---------- Working data

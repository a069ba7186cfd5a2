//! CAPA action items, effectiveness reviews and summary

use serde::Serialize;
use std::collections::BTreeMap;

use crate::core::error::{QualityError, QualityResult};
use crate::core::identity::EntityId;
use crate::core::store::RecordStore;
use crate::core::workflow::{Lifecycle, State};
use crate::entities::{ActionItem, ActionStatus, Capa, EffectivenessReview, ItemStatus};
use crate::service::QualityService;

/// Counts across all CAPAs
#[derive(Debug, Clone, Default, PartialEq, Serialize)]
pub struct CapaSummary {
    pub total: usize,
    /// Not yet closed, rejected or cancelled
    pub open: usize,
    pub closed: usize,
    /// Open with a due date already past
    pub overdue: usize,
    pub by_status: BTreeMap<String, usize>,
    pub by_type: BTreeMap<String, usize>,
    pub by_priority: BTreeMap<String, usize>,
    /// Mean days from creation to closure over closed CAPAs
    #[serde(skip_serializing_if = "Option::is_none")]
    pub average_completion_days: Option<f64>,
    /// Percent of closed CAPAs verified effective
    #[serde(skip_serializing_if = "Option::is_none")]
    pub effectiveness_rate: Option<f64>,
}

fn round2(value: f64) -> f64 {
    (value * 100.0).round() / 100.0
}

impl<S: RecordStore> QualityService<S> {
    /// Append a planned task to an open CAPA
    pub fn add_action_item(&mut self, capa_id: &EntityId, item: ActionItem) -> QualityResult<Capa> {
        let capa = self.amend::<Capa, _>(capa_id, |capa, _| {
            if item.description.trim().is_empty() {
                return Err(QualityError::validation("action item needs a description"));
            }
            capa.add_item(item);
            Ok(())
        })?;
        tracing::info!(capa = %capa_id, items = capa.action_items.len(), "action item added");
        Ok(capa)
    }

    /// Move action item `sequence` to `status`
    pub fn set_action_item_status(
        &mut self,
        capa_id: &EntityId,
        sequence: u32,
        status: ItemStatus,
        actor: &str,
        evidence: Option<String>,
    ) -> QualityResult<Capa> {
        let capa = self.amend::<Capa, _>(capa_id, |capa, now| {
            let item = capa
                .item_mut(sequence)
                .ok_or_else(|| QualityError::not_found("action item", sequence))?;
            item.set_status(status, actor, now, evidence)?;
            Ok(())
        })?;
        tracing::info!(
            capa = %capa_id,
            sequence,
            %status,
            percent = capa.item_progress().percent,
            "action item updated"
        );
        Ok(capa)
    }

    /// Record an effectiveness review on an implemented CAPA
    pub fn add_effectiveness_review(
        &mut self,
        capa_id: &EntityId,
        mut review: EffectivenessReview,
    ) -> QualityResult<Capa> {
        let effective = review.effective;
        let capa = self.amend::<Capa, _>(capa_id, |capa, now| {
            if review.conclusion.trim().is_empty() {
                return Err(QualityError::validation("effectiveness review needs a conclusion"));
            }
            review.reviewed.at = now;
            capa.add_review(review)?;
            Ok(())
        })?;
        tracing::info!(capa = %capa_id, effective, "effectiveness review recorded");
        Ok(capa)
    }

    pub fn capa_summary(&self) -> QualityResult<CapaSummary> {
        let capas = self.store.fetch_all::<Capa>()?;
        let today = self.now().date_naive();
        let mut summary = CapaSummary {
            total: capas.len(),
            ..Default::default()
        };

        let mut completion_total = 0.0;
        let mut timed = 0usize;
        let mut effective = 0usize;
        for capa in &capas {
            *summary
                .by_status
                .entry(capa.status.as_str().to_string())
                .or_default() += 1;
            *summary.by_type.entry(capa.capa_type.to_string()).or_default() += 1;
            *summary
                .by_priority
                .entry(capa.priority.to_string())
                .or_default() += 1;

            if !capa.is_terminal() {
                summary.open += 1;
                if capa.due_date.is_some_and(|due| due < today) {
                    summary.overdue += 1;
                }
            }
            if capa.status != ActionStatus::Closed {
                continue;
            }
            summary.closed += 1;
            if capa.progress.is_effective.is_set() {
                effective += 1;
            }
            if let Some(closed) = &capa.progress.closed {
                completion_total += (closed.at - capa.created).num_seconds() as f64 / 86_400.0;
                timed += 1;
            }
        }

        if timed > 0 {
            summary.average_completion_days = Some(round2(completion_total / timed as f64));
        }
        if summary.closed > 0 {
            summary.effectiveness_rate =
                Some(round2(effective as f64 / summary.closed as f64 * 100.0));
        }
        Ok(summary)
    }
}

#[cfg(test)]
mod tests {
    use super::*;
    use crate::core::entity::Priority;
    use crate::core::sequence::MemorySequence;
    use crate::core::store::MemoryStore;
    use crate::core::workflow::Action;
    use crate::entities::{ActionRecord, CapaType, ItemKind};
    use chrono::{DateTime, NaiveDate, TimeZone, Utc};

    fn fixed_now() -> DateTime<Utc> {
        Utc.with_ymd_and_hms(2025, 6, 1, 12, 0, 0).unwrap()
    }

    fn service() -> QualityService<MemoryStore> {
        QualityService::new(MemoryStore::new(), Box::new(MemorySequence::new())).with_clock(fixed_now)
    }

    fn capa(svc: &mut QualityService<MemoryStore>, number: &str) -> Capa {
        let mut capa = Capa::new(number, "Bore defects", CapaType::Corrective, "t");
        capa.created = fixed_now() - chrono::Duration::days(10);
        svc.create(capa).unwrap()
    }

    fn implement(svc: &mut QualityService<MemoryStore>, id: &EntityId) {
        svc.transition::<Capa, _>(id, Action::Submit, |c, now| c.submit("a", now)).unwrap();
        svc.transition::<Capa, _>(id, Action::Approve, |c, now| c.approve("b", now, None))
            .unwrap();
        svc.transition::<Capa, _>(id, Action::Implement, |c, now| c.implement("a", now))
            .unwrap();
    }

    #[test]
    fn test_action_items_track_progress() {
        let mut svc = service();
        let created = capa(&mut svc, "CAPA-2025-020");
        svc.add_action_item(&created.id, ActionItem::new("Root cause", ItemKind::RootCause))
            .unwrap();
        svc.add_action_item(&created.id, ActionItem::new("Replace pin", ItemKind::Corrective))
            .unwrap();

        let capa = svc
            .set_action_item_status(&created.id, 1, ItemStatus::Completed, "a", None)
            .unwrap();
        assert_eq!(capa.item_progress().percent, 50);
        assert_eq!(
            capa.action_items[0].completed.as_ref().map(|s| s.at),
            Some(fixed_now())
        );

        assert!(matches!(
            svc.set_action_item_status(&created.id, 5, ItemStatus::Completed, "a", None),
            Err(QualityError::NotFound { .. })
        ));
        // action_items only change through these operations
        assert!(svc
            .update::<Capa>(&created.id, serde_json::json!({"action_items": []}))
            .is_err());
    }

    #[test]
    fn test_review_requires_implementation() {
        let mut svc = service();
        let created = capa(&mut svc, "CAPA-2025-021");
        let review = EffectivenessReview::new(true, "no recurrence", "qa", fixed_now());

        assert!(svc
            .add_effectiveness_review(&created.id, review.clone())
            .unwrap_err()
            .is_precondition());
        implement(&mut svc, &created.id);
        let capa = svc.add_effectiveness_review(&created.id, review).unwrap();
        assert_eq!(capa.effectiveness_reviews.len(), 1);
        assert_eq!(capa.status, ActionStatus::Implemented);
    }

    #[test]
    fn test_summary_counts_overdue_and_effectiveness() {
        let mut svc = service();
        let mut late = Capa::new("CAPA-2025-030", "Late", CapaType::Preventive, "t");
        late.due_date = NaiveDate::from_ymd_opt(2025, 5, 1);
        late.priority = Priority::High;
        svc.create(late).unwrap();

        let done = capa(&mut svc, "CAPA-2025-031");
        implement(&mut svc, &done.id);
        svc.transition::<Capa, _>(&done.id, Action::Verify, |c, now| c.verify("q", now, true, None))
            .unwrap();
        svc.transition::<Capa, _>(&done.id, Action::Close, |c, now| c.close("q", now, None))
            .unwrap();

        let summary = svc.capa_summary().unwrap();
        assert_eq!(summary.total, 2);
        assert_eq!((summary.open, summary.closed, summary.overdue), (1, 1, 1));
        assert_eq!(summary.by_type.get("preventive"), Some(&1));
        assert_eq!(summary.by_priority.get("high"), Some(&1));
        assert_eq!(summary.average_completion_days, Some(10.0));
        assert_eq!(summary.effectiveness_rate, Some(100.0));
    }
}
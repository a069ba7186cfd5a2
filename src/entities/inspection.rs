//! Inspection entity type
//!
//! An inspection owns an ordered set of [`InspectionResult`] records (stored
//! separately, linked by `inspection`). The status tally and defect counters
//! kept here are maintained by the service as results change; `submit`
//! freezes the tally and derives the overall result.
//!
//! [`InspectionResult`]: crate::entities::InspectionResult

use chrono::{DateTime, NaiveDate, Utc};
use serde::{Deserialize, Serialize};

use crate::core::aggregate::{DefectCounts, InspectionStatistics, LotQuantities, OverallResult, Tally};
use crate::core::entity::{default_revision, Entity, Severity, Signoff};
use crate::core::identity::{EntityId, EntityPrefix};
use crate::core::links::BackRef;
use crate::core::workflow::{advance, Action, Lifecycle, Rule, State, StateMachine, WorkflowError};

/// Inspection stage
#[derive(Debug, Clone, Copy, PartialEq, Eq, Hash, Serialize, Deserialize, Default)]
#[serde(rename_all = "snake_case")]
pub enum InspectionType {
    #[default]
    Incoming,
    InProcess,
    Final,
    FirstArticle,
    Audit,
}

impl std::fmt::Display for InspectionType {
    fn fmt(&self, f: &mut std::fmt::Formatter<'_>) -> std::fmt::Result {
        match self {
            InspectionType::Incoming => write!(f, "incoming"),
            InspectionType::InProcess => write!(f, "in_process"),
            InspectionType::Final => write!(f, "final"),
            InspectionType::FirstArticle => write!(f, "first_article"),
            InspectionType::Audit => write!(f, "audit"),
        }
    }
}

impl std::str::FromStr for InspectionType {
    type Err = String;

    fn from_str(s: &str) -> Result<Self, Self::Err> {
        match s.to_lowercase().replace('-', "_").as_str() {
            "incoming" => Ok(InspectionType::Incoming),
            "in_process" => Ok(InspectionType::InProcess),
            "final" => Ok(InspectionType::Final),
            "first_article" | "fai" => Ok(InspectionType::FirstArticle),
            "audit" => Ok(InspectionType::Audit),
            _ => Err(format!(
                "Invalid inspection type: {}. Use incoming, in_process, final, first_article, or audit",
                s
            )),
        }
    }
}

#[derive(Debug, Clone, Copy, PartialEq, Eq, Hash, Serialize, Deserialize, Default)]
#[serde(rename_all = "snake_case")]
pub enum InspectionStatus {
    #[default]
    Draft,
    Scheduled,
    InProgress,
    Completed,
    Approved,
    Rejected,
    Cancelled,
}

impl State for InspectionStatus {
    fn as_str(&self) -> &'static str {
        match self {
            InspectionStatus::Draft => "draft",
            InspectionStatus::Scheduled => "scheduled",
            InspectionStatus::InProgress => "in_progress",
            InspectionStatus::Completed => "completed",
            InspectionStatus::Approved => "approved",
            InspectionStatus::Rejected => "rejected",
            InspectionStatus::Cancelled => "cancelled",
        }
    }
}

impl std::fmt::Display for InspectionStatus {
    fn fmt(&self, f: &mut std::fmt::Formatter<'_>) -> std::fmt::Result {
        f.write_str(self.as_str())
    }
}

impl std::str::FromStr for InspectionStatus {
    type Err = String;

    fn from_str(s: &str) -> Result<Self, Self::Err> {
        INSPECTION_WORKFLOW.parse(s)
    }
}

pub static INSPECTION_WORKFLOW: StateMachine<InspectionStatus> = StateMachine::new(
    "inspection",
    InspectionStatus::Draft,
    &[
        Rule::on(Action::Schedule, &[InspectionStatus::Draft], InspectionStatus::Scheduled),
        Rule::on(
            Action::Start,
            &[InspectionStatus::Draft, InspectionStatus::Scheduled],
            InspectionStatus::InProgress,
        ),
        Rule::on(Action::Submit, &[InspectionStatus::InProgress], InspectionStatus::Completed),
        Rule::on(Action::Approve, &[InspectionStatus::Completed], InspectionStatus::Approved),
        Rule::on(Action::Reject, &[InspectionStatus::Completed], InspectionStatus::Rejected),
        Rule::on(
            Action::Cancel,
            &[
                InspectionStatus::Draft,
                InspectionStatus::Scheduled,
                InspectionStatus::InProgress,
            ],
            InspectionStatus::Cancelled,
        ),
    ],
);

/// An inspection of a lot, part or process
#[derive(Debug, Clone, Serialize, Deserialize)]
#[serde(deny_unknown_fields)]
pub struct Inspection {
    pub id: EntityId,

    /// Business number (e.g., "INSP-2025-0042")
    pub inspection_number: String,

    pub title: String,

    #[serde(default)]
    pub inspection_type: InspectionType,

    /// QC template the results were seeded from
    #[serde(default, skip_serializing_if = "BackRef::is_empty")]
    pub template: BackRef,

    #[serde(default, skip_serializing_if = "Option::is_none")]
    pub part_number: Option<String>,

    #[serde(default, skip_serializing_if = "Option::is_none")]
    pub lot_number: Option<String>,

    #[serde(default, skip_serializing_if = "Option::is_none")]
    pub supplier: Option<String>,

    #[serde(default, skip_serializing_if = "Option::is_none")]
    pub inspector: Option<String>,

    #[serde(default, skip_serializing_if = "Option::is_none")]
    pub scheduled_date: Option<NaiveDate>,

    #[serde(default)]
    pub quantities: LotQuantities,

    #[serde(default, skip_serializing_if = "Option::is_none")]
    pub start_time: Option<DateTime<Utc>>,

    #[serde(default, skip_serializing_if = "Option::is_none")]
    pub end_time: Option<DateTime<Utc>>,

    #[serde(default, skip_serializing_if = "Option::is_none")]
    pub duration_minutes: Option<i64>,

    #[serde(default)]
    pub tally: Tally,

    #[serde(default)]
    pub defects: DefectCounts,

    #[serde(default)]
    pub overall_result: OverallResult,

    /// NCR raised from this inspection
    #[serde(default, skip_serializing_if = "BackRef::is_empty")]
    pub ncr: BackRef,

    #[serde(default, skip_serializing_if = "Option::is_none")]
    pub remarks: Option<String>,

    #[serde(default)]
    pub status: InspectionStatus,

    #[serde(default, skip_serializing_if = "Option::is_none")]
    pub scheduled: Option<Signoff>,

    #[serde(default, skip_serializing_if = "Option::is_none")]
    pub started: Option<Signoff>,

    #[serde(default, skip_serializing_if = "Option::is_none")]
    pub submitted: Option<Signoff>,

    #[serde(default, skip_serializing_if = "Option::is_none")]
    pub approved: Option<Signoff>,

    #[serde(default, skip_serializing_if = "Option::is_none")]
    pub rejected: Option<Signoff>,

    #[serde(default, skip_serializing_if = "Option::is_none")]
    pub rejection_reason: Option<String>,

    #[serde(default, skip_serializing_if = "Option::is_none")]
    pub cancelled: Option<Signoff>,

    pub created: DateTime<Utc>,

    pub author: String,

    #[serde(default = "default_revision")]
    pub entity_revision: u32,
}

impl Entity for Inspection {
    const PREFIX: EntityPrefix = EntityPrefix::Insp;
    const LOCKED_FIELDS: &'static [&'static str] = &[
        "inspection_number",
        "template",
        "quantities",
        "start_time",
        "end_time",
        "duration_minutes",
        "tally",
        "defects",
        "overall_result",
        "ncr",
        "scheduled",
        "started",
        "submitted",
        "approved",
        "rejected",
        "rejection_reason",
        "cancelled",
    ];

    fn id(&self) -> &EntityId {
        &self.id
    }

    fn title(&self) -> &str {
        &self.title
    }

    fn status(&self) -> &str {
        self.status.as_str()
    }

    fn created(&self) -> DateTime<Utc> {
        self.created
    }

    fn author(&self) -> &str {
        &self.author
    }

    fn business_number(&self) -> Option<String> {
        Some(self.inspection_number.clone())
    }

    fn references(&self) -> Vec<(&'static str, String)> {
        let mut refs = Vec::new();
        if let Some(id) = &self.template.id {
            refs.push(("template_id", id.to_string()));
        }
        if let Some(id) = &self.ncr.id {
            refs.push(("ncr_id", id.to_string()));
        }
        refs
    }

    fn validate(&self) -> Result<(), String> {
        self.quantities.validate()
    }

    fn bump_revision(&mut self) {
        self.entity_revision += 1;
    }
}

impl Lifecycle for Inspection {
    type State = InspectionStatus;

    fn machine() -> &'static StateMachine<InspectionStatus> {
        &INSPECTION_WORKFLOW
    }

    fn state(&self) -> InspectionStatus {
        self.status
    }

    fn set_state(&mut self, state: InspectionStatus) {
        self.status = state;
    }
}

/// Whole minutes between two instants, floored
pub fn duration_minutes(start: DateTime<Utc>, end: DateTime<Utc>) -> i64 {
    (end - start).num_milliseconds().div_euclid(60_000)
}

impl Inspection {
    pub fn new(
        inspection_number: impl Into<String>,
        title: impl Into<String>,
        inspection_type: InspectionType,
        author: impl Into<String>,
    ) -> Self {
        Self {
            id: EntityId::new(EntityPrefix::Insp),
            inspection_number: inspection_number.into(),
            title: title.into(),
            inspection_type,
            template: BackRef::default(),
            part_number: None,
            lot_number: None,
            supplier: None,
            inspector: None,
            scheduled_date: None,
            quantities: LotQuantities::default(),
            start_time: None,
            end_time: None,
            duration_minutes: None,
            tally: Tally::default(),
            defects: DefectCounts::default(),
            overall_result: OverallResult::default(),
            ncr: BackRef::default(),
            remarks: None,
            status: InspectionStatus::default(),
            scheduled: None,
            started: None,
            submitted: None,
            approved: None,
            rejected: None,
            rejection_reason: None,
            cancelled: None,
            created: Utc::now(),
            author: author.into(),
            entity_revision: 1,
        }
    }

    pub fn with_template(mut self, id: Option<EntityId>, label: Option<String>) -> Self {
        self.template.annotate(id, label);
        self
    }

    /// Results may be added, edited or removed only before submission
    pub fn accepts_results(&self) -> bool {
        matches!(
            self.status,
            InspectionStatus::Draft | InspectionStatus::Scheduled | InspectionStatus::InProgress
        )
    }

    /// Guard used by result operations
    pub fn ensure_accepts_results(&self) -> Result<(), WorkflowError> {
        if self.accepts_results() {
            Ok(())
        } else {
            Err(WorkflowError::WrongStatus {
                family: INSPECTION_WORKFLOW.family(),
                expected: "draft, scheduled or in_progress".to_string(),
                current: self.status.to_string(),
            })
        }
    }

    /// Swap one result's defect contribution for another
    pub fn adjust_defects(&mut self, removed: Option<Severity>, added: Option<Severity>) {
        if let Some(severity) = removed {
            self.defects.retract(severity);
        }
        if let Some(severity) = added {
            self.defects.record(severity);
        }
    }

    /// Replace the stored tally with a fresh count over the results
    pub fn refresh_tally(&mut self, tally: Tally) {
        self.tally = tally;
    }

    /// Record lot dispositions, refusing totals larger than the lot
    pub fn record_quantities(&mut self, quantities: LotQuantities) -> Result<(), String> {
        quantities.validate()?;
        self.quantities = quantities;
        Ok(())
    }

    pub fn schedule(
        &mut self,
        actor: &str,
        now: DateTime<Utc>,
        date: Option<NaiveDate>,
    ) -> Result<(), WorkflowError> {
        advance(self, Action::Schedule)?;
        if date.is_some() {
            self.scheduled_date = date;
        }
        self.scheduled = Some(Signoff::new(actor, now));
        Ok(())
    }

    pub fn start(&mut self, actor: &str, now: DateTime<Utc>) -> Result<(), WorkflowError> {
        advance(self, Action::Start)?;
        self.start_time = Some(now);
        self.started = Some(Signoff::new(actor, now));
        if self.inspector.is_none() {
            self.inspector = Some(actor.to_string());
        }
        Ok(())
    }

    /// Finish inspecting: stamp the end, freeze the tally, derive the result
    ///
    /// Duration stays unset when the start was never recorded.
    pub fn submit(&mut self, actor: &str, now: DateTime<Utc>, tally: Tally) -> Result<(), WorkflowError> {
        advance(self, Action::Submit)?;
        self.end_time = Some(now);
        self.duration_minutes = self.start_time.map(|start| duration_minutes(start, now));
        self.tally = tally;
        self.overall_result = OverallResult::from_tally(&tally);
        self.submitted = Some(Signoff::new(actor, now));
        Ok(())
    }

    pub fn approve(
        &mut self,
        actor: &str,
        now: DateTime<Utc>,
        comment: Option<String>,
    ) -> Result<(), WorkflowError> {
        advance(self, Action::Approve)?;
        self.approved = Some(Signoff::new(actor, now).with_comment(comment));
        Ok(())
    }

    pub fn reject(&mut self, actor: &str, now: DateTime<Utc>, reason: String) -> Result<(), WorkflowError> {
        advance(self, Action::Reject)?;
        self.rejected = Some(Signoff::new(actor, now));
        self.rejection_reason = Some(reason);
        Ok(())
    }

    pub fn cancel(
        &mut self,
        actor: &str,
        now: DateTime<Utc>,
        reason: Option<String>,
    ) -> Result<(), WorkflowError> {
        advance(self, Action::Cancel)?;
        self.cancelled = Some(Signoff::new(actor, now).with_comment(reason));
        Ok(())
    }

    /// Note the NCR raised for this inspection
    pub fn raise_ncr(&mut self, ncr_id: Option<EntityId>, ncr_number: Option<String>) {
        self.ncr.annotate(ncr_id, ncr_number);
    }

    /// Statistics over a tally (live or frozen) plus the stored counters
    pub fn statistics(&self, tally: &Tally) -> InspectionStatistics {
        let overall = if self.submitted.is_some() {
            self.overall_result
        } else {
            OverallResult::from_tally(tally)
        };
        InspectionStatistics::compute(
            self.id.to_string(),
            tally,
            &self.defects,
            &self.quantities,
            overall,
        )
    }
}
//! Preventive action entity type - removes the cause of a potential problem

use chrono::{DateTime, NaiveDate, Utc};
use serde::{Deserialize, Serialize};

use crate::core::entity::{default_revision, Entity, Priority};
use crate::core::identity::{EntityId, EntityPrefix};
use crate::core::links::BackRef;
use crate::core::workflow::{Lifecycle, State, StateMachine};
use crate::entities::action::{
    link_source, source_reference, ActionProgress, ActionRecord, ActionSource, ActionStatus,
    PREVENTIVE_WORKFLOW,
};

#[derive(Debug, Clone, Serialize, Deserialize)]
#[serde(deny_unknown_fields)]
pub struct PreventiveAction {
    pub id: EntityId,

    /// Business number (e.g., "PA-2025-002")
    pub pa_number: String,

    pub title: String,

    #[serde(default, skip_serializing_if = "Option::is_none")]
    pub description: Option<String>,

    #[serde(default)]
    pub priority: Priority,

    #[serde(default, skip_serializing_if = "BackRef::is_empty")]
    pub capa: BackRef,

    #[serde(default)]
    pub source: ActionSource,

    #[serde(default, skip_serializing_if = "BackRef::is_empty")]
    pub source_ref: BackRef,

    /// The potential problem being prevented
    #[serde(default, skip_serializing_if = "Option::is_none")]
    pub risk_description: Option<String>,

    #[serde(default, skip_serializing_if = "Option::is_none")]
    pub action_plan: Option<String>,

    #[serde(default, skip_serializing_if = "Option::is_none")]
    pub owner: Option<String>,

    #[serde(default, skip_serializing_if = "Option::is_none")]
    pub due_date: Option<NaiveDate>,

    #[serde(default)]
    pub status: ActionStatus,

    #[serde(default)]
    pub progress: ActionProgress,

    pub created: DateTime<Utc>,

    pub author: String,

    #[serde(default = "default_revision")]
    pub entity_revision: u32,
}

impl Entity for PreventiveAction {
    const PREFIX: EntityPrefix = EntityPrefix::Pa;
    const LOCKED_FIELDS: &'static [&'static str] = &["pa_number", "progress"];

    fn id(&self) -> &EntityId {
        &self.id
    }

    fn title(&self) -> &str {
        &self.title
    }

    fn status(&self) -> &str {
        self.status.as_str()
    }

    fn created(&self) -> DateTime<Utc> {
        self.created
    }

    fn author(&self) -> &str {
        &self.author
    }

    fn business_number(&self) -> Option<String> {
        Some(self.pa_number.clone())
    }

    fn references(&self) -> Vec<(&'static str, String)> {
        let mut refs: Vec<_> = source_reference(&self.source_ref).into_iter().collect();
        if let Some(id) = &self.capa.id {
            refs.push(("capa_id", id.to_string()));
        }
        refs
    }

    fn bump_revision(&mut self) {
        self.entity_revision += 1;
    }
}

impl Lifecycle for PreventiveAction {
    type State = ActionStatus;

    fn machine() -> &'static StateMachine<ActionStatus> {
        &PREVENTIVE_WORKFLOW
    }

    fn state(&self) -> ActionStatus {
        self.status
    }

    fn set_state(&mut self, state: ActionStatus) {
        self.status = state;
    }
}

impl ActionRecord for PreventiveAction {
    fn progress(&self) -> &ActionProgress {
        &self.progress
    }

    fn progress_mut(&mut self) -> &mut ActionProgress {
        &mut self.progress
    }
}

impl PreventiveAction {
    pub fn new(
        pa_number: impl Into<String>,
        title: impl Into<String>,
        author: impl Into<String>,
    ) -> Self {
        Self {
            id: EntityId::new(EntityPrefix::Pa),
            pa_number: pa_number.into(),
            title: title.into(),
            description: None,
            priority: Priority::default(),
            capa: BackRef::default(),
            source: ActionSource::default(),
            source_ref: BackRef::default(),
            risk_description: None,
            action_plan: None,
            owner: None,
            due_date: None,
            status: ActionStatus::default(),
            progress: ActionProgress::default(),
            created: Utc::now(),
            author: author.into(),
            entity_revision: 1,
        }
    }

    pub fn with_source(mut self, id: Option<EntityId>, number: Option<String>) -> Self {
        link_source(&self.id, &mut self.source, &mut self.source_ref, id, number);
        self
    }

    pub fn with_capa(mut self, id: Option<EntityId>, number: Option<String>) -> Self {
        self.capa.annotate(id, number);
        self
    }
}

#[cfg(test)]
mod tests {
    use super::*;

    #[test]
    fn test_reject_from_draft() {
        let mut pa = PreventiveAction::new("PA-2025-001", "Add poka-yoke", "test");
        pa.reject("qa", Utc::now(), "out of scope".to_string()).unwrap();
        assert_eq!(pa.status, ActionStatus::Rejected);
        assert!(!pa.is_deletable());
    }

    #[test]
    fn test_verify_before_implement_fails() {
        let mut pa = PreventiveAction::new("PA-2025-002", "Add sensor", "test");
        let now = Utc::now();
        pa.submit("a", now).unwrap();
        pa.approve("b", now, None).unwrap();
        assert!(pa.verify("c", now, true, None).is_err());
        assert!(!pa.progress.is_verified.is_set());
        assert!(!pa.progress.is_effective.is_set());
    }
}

--------------------

§ **Task goal**
Find how many lines in the records contain the string "timed", then give the number alone.

§ **Answer to this task**
4